I use vintage Schwann's 2-gallon ice cream tins for my flours (swiped from my mom's kitchen), but if you don't have something like that, these Anchor Hocking Montana jars with their airtight lids would work beautifully. I keep a scoop in both my flour cans for easily filling and leveling of measuring cups. I've just recently decided to decant cold cereal into a penny candy jar and be done with the packaging! No more cereal bags to contend with. And while I'm at it, a scoop for that, too. 

Glass bottles with pour spouts aren't just for oil and vinegar. Use them for any liquid that you pour often with one hand. If you have empty narrow-necked bottles such as wine or soda, stainless steel pour spouts will turn them into useful decanters that you don't have to buy. These swing-top bottles by Italian company Bormioli Rocco are great for homemade drinks, brews, and flavored vinegars. I use mine for vanilla extract.  

Have you heard of Bee's Wrap? Bee's Wrap is a natural alternative to plastic wrap for food storage. It's made from GOTS certified cotton cloth covered on both side with a formula of bee's wax, organic jojoba oil, and tree resin. It is reuseable and will last up to a year with proper care and regular usage. 

Cloth is making a place for itself with food storage. These cotton bowl covers are useful for covering leftovers, covering a dish for a potluck, for keeping flies off the food at a picnic, and for proofing bread. 

Two women, 20-something friends from Quebec, Canada believe that a simple action can make a difference. When they looked for cloth bread bags in which to store their homemade bread, they couldn't find any. So, they began making 100% cotton reuseable bread bags and their company, Dans le Sac, was born. I've been following these two inspiring women on Instagram, and wholeheartedly support their work. 

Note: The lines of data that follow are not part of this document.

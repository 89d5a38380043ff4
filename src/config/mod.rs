//! Configuration: one `Config` root composed of nested `*Config` structs,
//! each loaded from the environment variables `spec.md` §6 names.
//!
//! One nested `*Config` struct per subsystem: every knob has a
//! free-function default, every field is overridable by environment
//! variable, and loading never panics — a malformed value is a
//! [`crate::error::EngineError::ConfigError`] the caller decides how to
//! handle (reject startup, or fall back and warn, per field).

mod broker;
mod persistence;
mod server;
mod tracker;

pub use broker::BrokerConfig;
pub use persistence::PersistenceConfig;
pub use server::ServerConfig;
pub use tracker::{load_tracker_config, ReconciliationConfig, TrackerRuntimeConfig};

use crate::error::EngineError;

/// Root configuration, composed of the nested configs each subsystem
/// constructs itself from.
#[derive(Debug, Clone)]
pub struct Config {
    /// Broker HTTP connection settings.
    pub broker: BrokerConfig,
    /// Reconnect-window, reconcile-cooldown, and rehydration pacing.
    pub reconciliation: ReconciliationConfig,
    /// Position-wait and post-creation-check timing for the lifecycle
    /// engine.
    pub tracker_runtime: TrackerRuntimeConfig,
    /// Durable store location and write-debounce timing.
    pub persistence: PersistenceConfig,
    /// HTTP control/status surface bind address.
    pub server: ServerConfig,
}

impl Config {
    /// Loads configuration from the process environment, having already
    /// loaded a `.env` file from the working directory or an ancestor (see
    /// [`load_dotenv_from_ancestors`]). Required variables
    /// (`BROKER_API_BASE_URL`, `BROKER_API_KEY`) missing is a
    /// [`EngineError::ConfigError`]; everything else falls back to its
    /// documented default.
    pub fn load_from_env() -> Result<Self, EngineError> {
        Ok(Self {
            broker: BrokerConfig::from_env()?,
            reconciliation: ReconciliationConfig::from_env(),
            tracker_runtime: TrackerRuntimeConfig::from_env(),
            persistence: PersistenceConfig::from_env(),
            server: ServerConfig::from_env(),
        })
    }
}

/// Loads a `.env` file from the current directory or the nearest ancestor
/// that has one. Silently does nothing if none is found — `.env` is a
/// convenience for local development, never a startup requirement.
pub fn load_dotenv_from_ancestors() {
    let mut dir = std::env::current_dir().ok();
    while let Some(candidate) = dir {
        let path = candidate.join(".env");
        if path.is_file() {
            if let Err(error) = dotenvy::from_path(&path) {
                tracing::warn!(path = %path.display(), %error, "failed to load .env file");
            }
            return;
        }
        dir = candidate.parent().map(std::path::Path::to_path_buf);
    }
}

fn env_or(name: &str, default: &str) -> String {
    std::env::var(name).unwrap_or_else(|_| default.to_string())
}

fn env_duration_ms(name: &str, default_ms: u64) -> std::time::Duration {
    let raw = env_or(name, &default_ms.to_string());
    parse_duration_ms(&raw, name, default_ms)
}

fn parse_duration_ms(raw: &str, name: &str, default_ms: u64) -> std::time::Duration {
    match raw.parse::<u64>() {
        Ok(ms) => std::time::Duration::from_millis(ms),
        Err(error) => {
            tracing::warn!(name, raw, %error, "invalid duration, using default");
            std::time::Duration::from_millis(default_ms)
        }
    }
}
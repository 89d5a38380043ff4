//! Trailing-stop tracker progress and the versioned step configuration it
//! is driven by.

use chrono::{DateTime, Utc};
use rust_decimal::Decimal;
use serde::{Deserialize, Serialize};

/// A single ratchet step: once unrealized P&L reaches `pnl`, the stop
/// price advances to `avg_price + stop` (an offset against the average
/// entry price, not an absolute price).
#[derive(Debug, Clone, Copy, PartialEq, Serialize, Deserialize)]
pub struct TrackerStep {
    /// Unrealized P&L threshold that activates this step.
    pub pnl: Decimal,
    /// Stop-price offset against the position's average entry price.
    pub stop: Decimal,
}

/// A price-banded group of ratchet steps.
///
/// A group applies to fills whose price falls within
/// `[min_price, max_price]`. `steps` must be sorted ascending by `pnl` with
/// a monotonically non-decreasing `stop`; this is validated at config load
/// time, not re-checked on every tracker tick.
#[derive(Debug, Clone, Serialize, Deserialize)]
pub struct TrackerGroup {
    /// Stable identifier for this group, also stored on `TrackerProgress`.
    pub group_id: String,
    /// Lower bound (inclusive) of the price band this group covers.
    pub min_price: Decimal,
    /// Upper bound (inclusive) of the price band this group covers.
    pub max_price: Decimal,
    /// Whether this group is eligible for new matches.
    pub enabled: bool,
    /// Initial stop-price offset against the fill price, used before the
    /// first ratchet step activates.
    pub initial_stop_price_offset: Decimal,
    /// Ratchet steps, ascending by `pnl`.
    pub steps: Vec<TrackerStep>,
}

impl TrackerGroup {
    /// True if `price` falls within this group's band and the group is
    /// enabled.
    #[must_use]
    pub fn matches(&self, price: Decimal) -> bool {
        self.enabled && price >= self.min_price && price <= self.max_price
    }

    /// Validates the monotonicity invariant: `steps` sorted ascending by
    /// `pnl`, `stop` non-decreasing.
    #[must_use]
    pub fn is_well_formed(&self) -> bool {
        self.steps
            .windows(2)
            .all(|pair| pair[0].pnl <= pair[1].pnl && pair[0].stop <= pair[1].stop)
    }
}

/// Versioned collection of tracker groups, the unit the configuration
/// store persists and hot-reloads.
#[derive(Debug, Clone, Serialize, Deserialize)]
pub struct TrackerConfig {
    /// Monotonically increasing version number.
    pub version: u64,
    /// All configured groups. Groups are matched in order; the first
    /// enabled group whose band contains the price wins.
    pub groups: Vec<TrackerGroup>,
}

impl TrackerConfig {
    /// Returns the first enabled group whose price band contains `price`.
    #[must_use]
    pub fn matching_group(&self, price: Decimal) -> Option<&TrackerGroup> {
        self.groups.iter().find(|group| group.matches(price))
    }
}

/// Per-symbol ratchet state for the trailing-stop tracker.
///
/// Identity key is `symbol`. `current_step_index` is monotonically
/// non-decreasing for the lifetime of a position and resets to `-1` the
/// moment the position closes.
#[derive(Debug, Clone, Serialize, Deserialize)]
pub struct TrackerProgress {
    /// Underlying symbol. Identity key for this record.
    pub symbol: String,
    /// Which tracker group this symbol is currently tracked under.
    pub group_id: String,
    /// Index into `TrackerGroup::steps`; `-1` means no step has activated
    /// yet.
    pub current_step_index: i32,
    /// Most recently observed unrealized P&L.
    pub last_pnl: Decimal,
    /// When this record was last updated.
    pub last_update: DateTime<Utc>,
}

impl TrackerProgress {
    /// Builds a fresh progress record with no step activated yet.
    #[must_use]
    pub fn fresh(symbol: impl Into<String>, group_id: impl Into<String>, now: DateTime<Utc>) -> Self {
        Self {
            symbol: symbol.into(),
            group_id: group_id.into(),
            current_step_index: -1,
            last_pnl: Decimal::ZERO,
            last_update: now,
        }
    }

    /// Resets the ratchet to its pre-position state, as required the
    /// moment a position closes.
    pub fn reset(&mut self, now: DateTime<Utc>) {
        self.current_step_index = -1;
        self.last_pnl = Decimal::ZERO;
        self.last_update = now;
    }
}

Simple Ecology is a California base company that designs eco-friendly cloth bags for shopping and food storage. I have the cotton muslin bags and they are beautiful and well made. Sewn-in tags indicate tare weight, making check-out quick and easy. The mesh produce bags stretch to hold vegetables and fruit easily. The shopping bags have interior bottle pockets, and the mesh market bag can hold more than you might expect. Simple Ecology products are designed, packaged, and shipped in California, and produced in India. 

Close up open bags with pretty clips and clamps. These black bulldog clips are large enough for what you might need and look so much nicer than the plastic "chip clips." I keep a couple hardwood clothespins in my kitchen drawer for quickly clipping what might need it. So handy. And pretty.

Sometimes, you need a disposable option. These unbleached paper snack and sandiwch bags are ones to consider. Good for sandwiches, baked goods, and dry snacks. 

Having a selection of stainless steel is a good idea. This stainless lunch box has three compartments and a lid that clamps in place. Do you have little ones who need on-the-go snacks in an unbreakable container? This set of three mini bowls with lids is just right. A set of big bowls with tight-fitting lids work great for picnics, camping, and refrigerator storage. 

If you're just starting out, I would recommend: Ball jars in a variety of sizes, a canning funnel, assorted size Bee's Wrap, a bread bag, eco shopping bags of your choice, your choice of clips, and a stainless lunch box.